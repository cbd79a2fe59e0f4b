//! # deskcast-core
//!
//! Desktop-capture media pipeline: platform capture engines feed a
//! typed source → processor → sink graph, with UDP peer discovery and
//! a process-wide service registry on the side.
//!
//! ## Architecture
//!
//! - [`frame`] — reference-counted typed frames.
//! - [`node`] — the Source/Sink/Processor capabilities and the shared
//!   fan-out.
//! - [`pipeline`] — linear chain assembly and lifecycle ordering.
//! - [`capture`] — platform capture engines behind one trait and
//!   factory.
//! - [`processors`] — scaler, pixel-format converter, encoder.
//! - [`discovery`] — UDP broadcast presence announcer/listener.
//! - [`services`] — named background services with an event bus.
//! - [`sinks`] — Y4M and raw-file recorders.
//!
//! Frames fan out by shared reference: one captured frame reaches any
//! number of sinks without copying, and a processor whose output
//! format already matches forwards the input `Arc` untouched.

pub mod capture;
pub mod discovery;
pub mod error;
pub mod frame;
pub mod node;
pub mod pipeline;
pub mod processors;
pub mod services;
pub mod sinks;

pub use capture::{CaptureConfig, CaptureEngine, ScreenCapturer, ScreenInfo, Technology};
pub use discovery::{DiscoveryConfig, DiscoveryInfo, DiscoveryListener, DiscoveryService};
pub use error::{CaptureError, DeskError};
pub use frame::{Frame, FrameFormat};
pub use node::{FanOut, Node, Processor, Sink, Source};
pub use pipeline::Pipeline;
pub use processors::{
    ConverterConfig, EncoderConfig, PixelFormatConverter, ScalerConfig, ScalingAlgorithm,
    VideoCodec, VideoEncoder, VideoScaler,
};
pub use services::{service_manager, Service, ServiceManager, ServiceMessage};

:::::

Your goal
The sole thing to report is how many lines in the data hold the string "pipeline".

Solution
4